▶ **Records shown**
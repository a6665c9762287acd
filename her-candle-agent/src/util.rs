//! Utilities.
mod actor;
mod critic;
pub use actor::{GaussianActor, GaussianActorConfig};
pub use critic::{MultiCritic, MultiCriticConfig};

use anyhow::{anyhow, Result};
use candle_core::{DType, Device, Tensor};
use candle_nn::VarMap;
use her_core::{ContinuousAct, DiscreteAct, GoalObs, Normalizer};
use log::trace;
use serde::{Deserialize, Serialize};

/// Critic loss type.
#[allow(clippy::upper_case_acronyms)]
#[derive(Debug, Deserialize, Serialize, PartialEq, Clone)]
pub enum CriticLoss {
    /// Mean squared error.
    Mse,

    /// Smooth L1 loss.
    SmoothL1,
}

/// Apply soft update on variables.
///
/// Variables are identified by their names.
///
/// dest = tau * src + (1.0 - tau) * dest
///
/// With `tau >= 1` the variables of `src` are copied.
pub fn track(dest: &VarMap, src: &VarMap, tau: f64) -> Result<()> {
    track_with_replace_substring(dest, src, tau, ("", ""))
}

/// Soft update of variables of which names differ in a substring.
///
/// The name of a variable in `src` is obtained by replacing `ss_dest` with `ss_src`
/// in the name of the corresponding variable in `dest`.
pub fn track_with_replace_substring(
    dest: &VarMap,
    src: &VarMap,
    tau: f64,
    (ss_src, ss_dest): (&str, &str),
) -> Result<()> {
    trace!("dest");
    let dest = dest.data().lock().map_err(|e| anyhow!("{}", e))?;
    trace!("src");
    let src = src.data().lock().map_err(|e| anyhow!("{}", e))?;

    for (k_dest, v_dest) in dest.iter() {
        let k_src = match ss_dest.is_empty() {
            true => k_dest.clone(),
            false => k_dest.replace(ss_dest, ss_src),
        };
        let v_src = src
            .get(&k_src)
            .ok_or_else(|| anyhow!("Variable {} not found in the source", k_src))?;
        let t_src = v_src.as_tensor();
        if tau >= 1.0 {
            v_dest.set(t_src)?;
        } else {
            let t_dest = ((tau * t_src)? + (1.0 - tau) * v_dest.as_tensor())?;
            v_dest.set(&t_dest)?;
        }
    }

    Ok(())
}

/// Interface for handling output dimensions.
pub trait OutDim {
    /// Returns the output dimension.
    fn get_out_dim(&self) -> usize;

    /// Sets the  output dimension.
    fn set_out_dim(&mut self, v: usize);
}

fn smooth_l1(x: &Tensor, y: &Tensor) -> Result<Tensor> {
    let d = (x - y)?.abs()?;
    let m1 = d.lt(1.0)?.to_dtype(d.dtype())?;
    let m2 = (1.0 - &m1)?;
    let quad = ((0.5 * m1)? * d.sqr()?)?;
    let lin = (m2 * (d - 0.5)?)?;
    Ok((quad + lin)?)
}

/// See <https://pytorch.org/docs/stable/generated/torch.nn.SmoothL1Loss.html>.
pub fn smooth_l1_loss(x: &Tensor, y: &Tensor) -> Result<Tensor> {
    Ok(smooth_l1(x, y)?.mean_all()?)
}

/// Smooth L1 loss with per-sample weights.
pub fn weighted_smooth_l1_loss(x: &Tensor, y: &Tensor, w: &Tensor) -> Result<Tensor> {
    Ok((smooth_l1(x, y)? * w)?.mean_all()?)
}

/// Mean squared error with per-sample weights.
pub fn weighted_mse(x: &Tensor, y: &Tensor, w: &Tensor) -> Result<Tensor> {
    Ok(((x - y)?.sqr()? * w)?.mean_all()?)
}

/// Critic loss, weighted if importance sampling weights are given.
pub fn critic_loss(
    loss: &CriticLoss,
    pred: &Tensor,
    tgt: &Tensor,
    weight: Option<&Tensor>,
) -> Result<Tensor> {
    match (loss, weight) {
        (CriticLoss::Mse, None) => Ok(candle_nn::loss::mse(pred, tgt)?),
        (CriticLoss::Mse, Some(w)) => weighted_mse(pred, tgt, w),
        (CriticLoss::SmoothL1, None) => smooth_l1_loss(pred, tgt),
        (CriticLoss::SmoothL1, Some(w)) => weighted_smooth_l1_loss(pred, tgt, w),
    }
}

/// Clamps bootstrapped targets into `[min, max]`.
pub fn clamp_target(t: Tensor, range: Option<(f64, f64)>) -> Result<Tensor> {
    match range {
        None => Ok(t),
        Some((min, max)) => Ok(t.clamp(min, max)?),
    }
}

/// Componentwise minimum of tensors of the same shape.
pub fn twin_min(qs: &[Tensor]) -> Result<Tensor> {
    if qs.is_empty() {
        return Err(anyhow!("No tensor is given"));
    }
    Ok(Tensor::stack(qs, 0)?.min(0)?)
}

/// Absolute differences of two tensors of shape `[batch_size]`.
pub fn abs_td_err(pred: &Tensor, tgt: &Tensor) -> Result<Vec<f32>> {
    Ok((pred - tgt)?.abs()?.to_dtype(DType::F32)?.to_vec1::<f32>()?)
}

/// Scales rows of network inputs and returns a tensor of shape `[n_rows, dim]`.
pub fn input_tensor(rows: &[Vec<f32>], normalizer: &Normalizer, device: &Device) -> Result<Tensor> {
    let n_rows = rows.len();
    let dim = rows.first().map(|r| r.len()).unwrap_or(0);
    let data = normalizer.scale_batch(rows)?;
    Ok(Tensor::from_vec(data, (n_rows, dim), device)?)
}

/// Scales the network input of an observation, a tensor of shape `[1, dim]`.
pub fn obs_tensor(obs: &GoalObs, normalizer: &Normalizer, device: &Device) -> Result<Tensor> {
    let x = normalizer.scale(&obs.input())?;
    let dim = x.len();
    Ok(Tensor::from_vec(x, (1, dim), device)?)
}

/// Action indices as a tensor of shape `[batch_size, 1]`, used for gathering Q-values.
pub fn discrete_act_tensor(act: &[DiscreteAct], device: &Device) -> Result<Tensor> {
    let n = act.len();
    let data = act.iter().map(|a| a.0 as u32).collect::<Vec<_>>();
    Ok(Tensor::from_vec(data, (n, 1), device)?)
}

/// Action vectors as a tensor of shape `[batch_size, act_dim]`.
pub fn continuous_act_tensor(act: &[ContinuousAct], device: &Device) -> Result<Tensor> {
    let n = act.len();
    let dim = act.first().map(|a| a.0.len()).unwrap_or(0);
    let data = act.iter().flat_map(|a| a.0.iter().copied()).collect::<Vec<_>>();
    Ok(Tensor::from_vec(data, (n, dim), device)?)
}

/// A vector as a tensor of shape `[len]`.
pub fn vec_tensor(v: &[f32], device: &Device) -> Result<Tensor> {
    Ok(Tensor::from_slice(v, (v.len(),), device)?)
}

/// `1 - is_terminated` as a tensor of shape `[batch_size]`.
///
/// Truncated transitions are bootstrapped.
pub fn not_terminated(is_terminated: &[i8], device: &Device) -> Result<Tensor> {
    let v = is_terminated
        .iter()
        .map(|&t| (1 - t) as f32)
        .collect::<Vec<_>>();
    vec_tensor(&v, device)
}

#[cfg(test)]
mod tests {
    use super::*;
    use candle_nn::Init;

    fn varmap_with(v: &[f32]) -> Result<VarMap> {
        let vm = VarMap::new();
        let init = Init::Randn {
            mean: 0.0,
            stdev: 1.0,
        };
        vm.get((v.len(),), "var1", init, DType::F32, &Device::Cpu)?;
        let t = Tensor::from_slice(v, (v.len(),), &Device::Cpu)?;
        vm.data().lock().unwrap().get("var1").unwrap().set(&t)?;
        Ok(vm)
    }

    fn var1(vm: &VarMap) -> Vec<f32> {
        vm.data()
            .lock()
            .unwrap()
            .get("var1")
            .unwrap()
            .as_tensor()
            .to_vec1()
            .unwrap()
    }

    #[test]
    fn test_track() -> Result<()> {
        let vm_src = varmap_with(&[1.0, 2.0, 3.0])?;
        let vm_dest = varmap_with(&[4.0, 5.0, 6.0])?;
        track(&vm_dest, &vm_src, 0.5)?;
        let v = var1(&vm_dest);
        for (a, b) in v.iter().zip([2.5f32, 3.5, 4.5].iter()) {
            assert!((a - b).abs() < 1e-6);
        }
        Ok(())
    }

    #[test]
    fn test_track_hard_copy_and_frozen() -> Result<()> {
        let vm_src = varmap_with(&[0.1, -0.7, 3.3])?;
        let vm_dest = varmap_with(&[4.0, 5.0, 6.0])?;

        track(&vm_dest, &vm_src, 0.0)?;
        assert_eq!(var1(&vm_dest), vec![4.0, 5.0, 6.0]);

        track(&vm_dest, &vm_src, 1.0)?;
        assert_eq!(var1(&vm_dest), var1(&vm_src));
        Ok(())
    }

    #[test]
    fn test_track_missing_variable() -> Result<()> {
        let vm_src = VarMap::new();
        let vm_dest = varmap_with(&[4.0])?;
        assert!(track(&vm_dest, &vm_src, 0.5).is_err());
        Ok(())
    }

    #[test]
    fn test_smooth_l1_loss() -> Result<()> {
        let x = Tensor::from_slice(&[0.0f32, 0.0, 0.0], (3,), &Device::Cpu)?;
        let y = Tensor::from_slice(&[0.5f32, 2.0, -3.0], (3,), &Device::Cpu)?;
        let loss = smooth_l1_loss(&x, &y)?.to_scalar::<f32>()?;
        let expected = (0.125 + 1.5 + 2.5) / 3.0;
        assert!((loss - expected).abs() < 1e-6);

        let w = Tensor::from_slice(&[1.0f32, 0.0, 0.0], (3,), &Device::Cpu)?;
        let loss = weighted_smooth_l1_loss(&x, &y, &w)?.to_scalar::<f32>()?;
        assert!((loss - 0.125 / 3.0).abs() < 1e-6);

        let loss = weighted_mse(&x, &y, &w)?.to_scalar::<f32>()?;
        assert!((loss - 0.25 / 3.0).abs() < 1e-6);
        Ok(())
    }

    #[test]
    fn test_twin_min_and_clamp() -> Result<()> {
        let q1 = Tensor::from_slice(&[1.0f32, -2.0, 7.0], (3,), &Device::Cpu)?;
        let q2 = Tensor::from_slice(&[3.0f32, -5.0, 6.0], (3,), &Device::Cpu)?;
        let q = twin_min(&[q1, q2])?;
        assert_eq!(q.to_vec1::<f32>()?, vec![1.0, -5.0, 6.0]);

        let q = clamp_target(q, Some((0.0, 5.0)))?;
        assert_eq!(q.to_vec1::<f32>()?, vec![1.0, 0.0, 5.0]);
        assert!(twin_min(&[]).is_err());
        Ok(())
    }

    #[test]
    fn test_input_tensor() -> Result<()> {
        let normalizer = Normalizer::build(&her_core::NormalizerConfig::min_max(
            vec![0.0, 0.0],
            vec![2.0, 4.0],
        ))?;
        let rows = vec![vec![1.0, 1.0], vec![2.0, 4.0]];
        let t = input_tensor(&rows, &normalizer, &Device::Cpu)?;
        assert_eq!(t.to_vec2::<f32>()?, vec![vec![0.5, 0.25], vec![1.0, 1.0]]);

        let act = discrete_act_tensor(&[DiscreteAct(2), DiscreteAct(0)], &Device::Cpu)?;
        assert_eq!(act.dims(), &[2, 1]);
        assert_eq!(not_terminated(&[0, 1], &Device::Cpu)?.to_vec1::<f32>()?, vec![1.0, 0.0]);
        Ok(())
    }
}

▶ **What you need to do**
Using the data above, extract exactly the lines from the one that holds "let init = Init::Randn" to the one that holds "fn test_twin_min_and_clamp() ->", both ends included, and no others.

▶ **Solved problem**
        let init = Init::Randn {
            mean: 0.0,
            stdev: 1.0,
        };
        vm.get((v.len(),), "var1", init, DType::F32, &Device::Cpu)?;
        let t = Tensor::from_slice(v, (v.len(),), &Device::Cpu)?;
        vm.data().lock().unwrap().get("var1").unwrap().set(&t)?;
        Ok(vm)
    }

    fn var1(vm: &VarMap) -> Vec<f32> {
        vm.data()
            .lock()
            .unwrap()
            .get("var1")
            .unwrap()
            .as_tensor()
            .to_vec1()
            .unwrap()
    }

    #[test]
    fn test_track() -> Result<()> {
        let vm_src = varmap_with(&[1.0, 2.0, 3.0])?;
        let vm_dest = varmap_with(&[4.0, 5.0, 6.0])?;
        track(&vm_dest, &vm_src, 0.5)?;
        let v = var1(&vm_dest);
        for (a, b) in v.iter().zip([2.5f32, 3.5, 4.5].iter()) {
            assert!((a - b).abs() < 1e-6);
        }
        Ok(())
    }

    #[test]
    fn test_track_hard_copy_and_frozen() -> Result<()> {
        let vm_src = varmap_with(&[0.1, -0.7, 3.3])?;
        let vm_dest = varmap_with(&[4.0, 5.0, 6.0])?;

        track(&vm_dest, &vm_src, 0.0)?;
        assert_eq!(var1(&vm_dest), vec![4.0, 5.0, 6.0]);

        track(&vm_dest, &vm_src, 1.0)?;
        assert_eq!(var1(&vm_dest), var1(&vm_src));
        Ok(())
    }

    #[test]
    fn test_track_missing_variable() -> Result<()> {
        let vm_src = VarMap::new();
        let vm_dest = varmap_with(&[4.0])?;
        assert!(track(&vm_dest, &vm_src, 0.5).is_err());
        Ok(())
    }

    #[test]
    fn test_smooth_l1_loss() -> Result<()> {
        let x = Tensor::from_slice(&[0.0f32, 0.0, 0.0], (3,), &Device::Cpu)?;
        let y = Tensor::from_slice(&[0.5f32, 2.0, -3.0], (3,), &Device::Cpu)?;
        let loss = smooth_l1_loss(&x, &y)?.to_scalar::<f32>()?;
        let expected = (0.125 + 1.5 + 2.5) / 3.0;
        assert!((loss - expected).abs() < 1e-6);

        let w = Tensor::from_slice(&[1.0f32, 0.0, 0.0], (3,), &Device::Cpu)?;
        let loss = weighted_smooth_l1_loss(&x, &y, &w)?.to_scalar::<f32>()?;
        assert!((loss - 0.125 / 3.0).abs() < 1e-6);

        let loss = weighted_mse(&x, &y, &w)?.to_scalar::<f32>()?;
        assert!((loss - 0.25 / 3.0).abs() < 1e-6);
        Ok(())
    }

    #[test]
    fn test_twin_min_and_clamp() -> Result<()> {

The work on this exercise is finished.